Encouraging women's participation in farmers’ groups and cooperatives
Farmers’ groups, farmers’ associations, and cooperatives are key entry points to expand women’s decision-making power at the institution level, over such activities as organizational management, production, and selling products. By mobilizing women to join farmers’ groups, practitioners can increase women’s access to agricultural technical training, markets, skills transfer, and knowledge, which are also shown to influence power dynamics at the household level. These institutions also offer an opportunity for gender sensitization within communities, for example, by creating space to facilitate discussions among men and women about the importance of shared decision-making within the household. Compared to farmer groups or associations, cooperatives, because of their collective ownership, tend to provide more decision-making opportunities for women.
Agri-ProFocus developed the Gender in Value Chains toolkit for practitioners to use when analyzing value chains and adopting approaches to increase women’s decision-making power. The toolkit highlights intervention strategies within producer organizations and businesses, as well as within households. The toolkit aims to “create space” and encourage women’s participation at the institution level.
Role models, mentors, and gender champions
Gender champions are used broadly to increase women’s voice and decision-making power because they are often leaders in their community who can promote social dialogue about norms and gender roles and advocate for women in male-dominated institutions. Women’s leadership circles or social support networks can connect women leaders across rural areas to share their experiences and build leadership capacity and confidence. For example, some women’s self-help groups in India provided members with a woman agribusiness mentor to help them build their businesses.
An example of one such mentorship program is International Fund for Agricultural Development's Rural Women’s Leadership Program. Implemented in Madagascar, Nepal, the Philippines, and Senegal, the leadership program aimed to close the gap between women’s contribution to agricultural production and their limited participation in making decisions that affect them, their production, and their communities. The program conducted training-of-trainers and mentorship programs to increase women’s decision-making power as leaders. The program focuses on building women’s negotiation skills, confidence, and self-development. It also addressed organizational change, gender mainstreaming, and technical knowledge on agricultural issues.
Capacity-building: leadership and business skills
Social norms, such as deeming women’s capacity in literacy and numeracy as unimportant or threatening, often prevent women from acquiring literacy and numeracy skills. The evidence scan found that training women on literacy and numeracy encourages women’s leadership, indirectly increasing their decision-making power.

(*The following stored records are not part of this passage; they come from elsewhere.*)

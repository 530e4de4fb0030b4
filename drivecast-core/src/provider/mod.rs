//! Upstream drive provider abstraction.
//!
//! The relay only ever talks to the upstream service through [`DriveProvider`],
//! so the same request path runs against the real files API in production and
//! against an in-memory drive in tests and development mode.

pub mod http;
pub mod simulation;

use async_trait::async_trait;
use bytes::Bytes;
use futures::stream::BoxStream;
use serde::{Deserialize, Serialize};
use thiserror::Error;

pub use self::http::HttpDriveProvider;
pub use self::simulation::{SimulatedContent, SimulatedDrive, SimulatedFile};

/// Lazy, non-restartable sequence of upstream body chunks.
pub type ByteStream = BoxStream<'static, Result<Bytes, ProviderError>>;

/// File metadata as returned by the provider's metadata endpoint.
///
/// Only `id`, `name`, `mimeType` and `size` are requested. The provider
/// encodes `size` as a decimal string.
#[derive(Debug, Clone, Default, PartialEq, Eq, Serialize, Deserialize)]
#[serde(rename_all = "camelCase")]
pub struct FileMetadata {
    #[serde(default)]
    pub id: String,
    #[serde(default)]
    pub name: Option<String>,
    #[serde(default)]
    pub mime_type: Option<String>,
    #[serde(default)]
    pub size: Option<String>,
}

/// Successful response from the media endpoint, body not yet consumed.
pub struct MediaResponse {
    /// Upstream status code, always 2xx
    pub status: u16,
    pub content_type: Option<String>,
    pub content_length: Option<String>,
    pub content_range: Option<String>,
    pub body: ByteStream,
}

impl std::fmt::Debug for MediaResponse {
    fn fmt(&self, f: &mut std::fmt::Formatter<'_>) -> std::fmt::Result {
        f.debug_struct("MediaResponse")
            .field("status", &self.status)
            .field("content_type", &self.content_type)
            .field("content_length", &self.content_length)
            .field("content_range", &self.content_range)
            .finish_non_exhaustive()
    }
}

/// Errors surfaced by a drive provider.
#[derive(Debug, Clone, Error)]
pub enum ProviderError {
    /// Upstream answered with a non-success status.
    #[error("upstream returned {status}: {body}")]
    Status {
        /// Upstream HTTP status code
        status: u16,
        /// Upstream error text, verbatim
        body: String,
    },

    /// Request could not be sent or the response could not be read.
    #[error("upstream transport failure: {reason}")]
    Transport { reason: String },

    /// Metadata response was not the expected JSON document.
    #[error("invalid metadata response: {reason}")]
    InvalidMetadata { reason: String },

    /// Provider could not be constructed from the given configuration.
    #[error("invalid provider configuration: {reason}")]
    InvalidConfiguration { reason: String },
}

/// Access to files stored with the upstream drive service.
#[async_trait]
pub trait DriveProvider: Send + Sync {
    /// Looks up `{id, name, mimeType, size}` for a file.
    ///
    /// # Errors
    ///
    /// - `ProviderError::Status` - Upstream answered non-2xx
    /// - `ProviderError::Transport` - Network failure
    /// - `ProviderError::InvalidMetadata` - Response body is not valid metadata JSON
    async fn fetch_metadata(
        &self,
        file_id: &str,
        api_key: &str,
    ) -> Result<FileMetadata, ProviderError>;

    /// Starts a raw content download, forwarding `range` verbatim when present.
    ///
    /// Returns once status and headers are known; the body is read lazily.
    ///
    /// # Errors
    ///
    /// - `ProviderError::Status` - Upstream answered non-2xx
    /// - `ProviderError::Transport` - Network failure before headers arrived
    async fn fetch_media(
        &self,
        file_id: &str,
        api_key: &str,
        range: Option<&str>,
    ) -> Result<MediaResponse, ProviderError>;

    /// Short name used in logs.
    fn provider_type(&self) -> &'static str;
}
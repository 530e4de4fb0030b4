//! Runtime mode configuration for drivecast.

/// Runtime mode for drivecast services.
///
/// Controls whether the relay talks to the real drive API or to an
/// in-memory simulated drive for offline development.
#[derive(Debug, Clone, Copy, Default, PartialEq, Eq)]
pub enum RuntimeMode {
    /// Production mode - relays to the real upstream provider
    #[default]
    Production,
    /// Development mode - relays to a simulated drive seeded with demo media
    Development,
}

impl RuntimeMode {
    /// Check if running in development mode.
    pub fn is_development(self) -> bool {
        matches!(self, Self::Development)
    }
}

impl std::fmt::Display for RuntimeMode {
    fn fmt(&self, f: &mut std::fmt::Formatter<'_>) -> std::fmt::Result {
        match self {
            Self::Production => write!(f, "PRODUCTION"),
            Self::Development => write!(f, "DEVELOPMENT"),
        }
    }
}

impl std::str::FromStr for RuntimeMode {
    type Err = String;

    fn from_str(s: &str) -> Result<Self, Self::Err> {
        match s.to_lowercase().as_str() {
            "production" | "prod" => Ok(Self::Production),
            "development" | "dev" | "demo" => Ok(Self::Development),
            _ => Err(format!(
                "Invalid runtime mode: '{s}'. Valid options are: production, development"
            )),
        }
    }
}
//! HTTP server for the drivecast relay
//!
//! One media route plus a health route. The relay is built once at startup
//! and shared read-only by every request task.

use std::time::Instant;

use axum::Router;
use axum::routing::get;
use drivecast_core::config::DrivecastConfig;
use drivecast_core::{RuntimeMode, StreamRelay, build_relay};
use tower_http::cors::CorsLayer;
use tower_http::trace::TraceLayer;
use tracing::{info, warn};

use crate::handlers::{health, stream_file};

/// Path of the media endpoint.
pub const STREAM_ROUTE: &str = "/api/stream";

/// Shared state handed to every handler
#[derive(Clone)]
pub struct AppState {
    /// Stateless relay shared by all request tasks
    pub relay: StreamRelay,
    /// Server start time, for uptime reporting
    pub started_at: Instant,
}

impl AppState {
    /// Creates state around an already built relay.
    pub fn new(relay: StreamRelay) -> Self {
        Self {
            relay,
            started_at: Instant::now(),
        }
    }
}

/// Builds the application router.
pub fn build_router(state: AppState) -> Router {
    Router::new()
        // GET routes also answer HEAD, which players use to probe
        .route(STREAM_ROUTE, get(stream_file))
        .route("/api/health", get(health))
        .layer(TraceLayer::new_for_http())
        .layer(CorsLayer::permissive())
        .with_state(state)
}

/// Runs the relay server until Ctrl-C.
///
/// # Errors
///
/// - `DrivecastError::Provider` - If the upstream provider cannot be constructed
/// - `DrivecastError::Io` - If the listener cannot bind or the server fails
pub async fn run_server(config: DrivecastConfig, mode: RuntimeMode) -> drivecast_core::Result<()> {
    let relay = build_relay(&config, mode)?;

    info!(
        "Starting drivecast in {} mode (provider: {})",
        mode,
        relay.provider_type()
    );
    if relay.credential_configured() {
        info!("API key configured: yes");
    } else {
        warn!(
            "API key configured: no - stream requests will fail until {} is set",
            drivecast_core::config::API_KEY_VAR
        );
    }

    let app = build_router(AppState::new(relay));

    let listener = tokio::net::TcpListener::bind(config.server.bind_address()).await?;
    let addr = listener.local_addr()?;
    info!("Drivecast relay running on http://{}", addr);
    info!("Test endpoint: http://{}{}?id=YOUR_FILE_ID", addr, STREAM_ROUTE);

    axum::serve(listener, app)
        .with_graceful_shutdown(shutdown_signal())
        .await?;

    info!("Drivecast relay stopped");
    Ok(())
}

async fn shutdown_signal() {
    match tokio::signal::ctrl_c().await {
        Ok(()) => info!("Shutdown signal received, draining connections"),
        Err(e) => {
            warn!("Unable to listen for shutdown signal: {}", e);
            std::future::pending::<()>().await;
        }
    }
}
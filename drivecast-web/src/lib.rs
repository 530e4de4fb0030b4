//! Drivecast Web - HTTP front end for the streaming relay
//!
//! Exposes the relay as a single range-capable media endpoint that a browser
//! video element can address directly, plus a small health endpoint.

#![warn(missing_docs)]
#![warn(clippy::missing_errors_doc)]
#![deny(clippy::missing_panics_doc)]

pub mod handlers;
pub mod server;

// Re-export main types
pub use server::{AppState, build_router, run_server};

In Kenya, for example, rural women entrepreneurs have been trained on record keeping through the Enhancing Opportunities for Women’s Enterprises program. As a result of increasing women’s capacities in numeracy, productivity has increased, women have more access to assets and credit to sustain and scale their businesses, and leadership within sellers’ groups has improved. The program complements this approach by guiding dialogues on social norms that influence women’s decision-making and control over income, as increasing women’s income is not enough, on its own, to increase empowerment.
This evidence scan identified a predominant set of programmatic approaches used to increase women’s decision-making power. Overwhelmingly, these approaches are combined in implementation. For example, at the household level, capacity-building may be implemented alongside social norms change methods, or access to finance and credit alongside messaging that promotes equitable division of labor and joint budgeting. At the institution level, one example was encouraging women’s participation in an association combined with leadership training. However, there are still gaps in the evidence on what approaches work to increase women’s decision-making power specifically at the institution level. One of the factors contributing to this gap is the scarcity of tools or indicators that measure women’s decision-making power at the institution level. Check out the full report to learn more.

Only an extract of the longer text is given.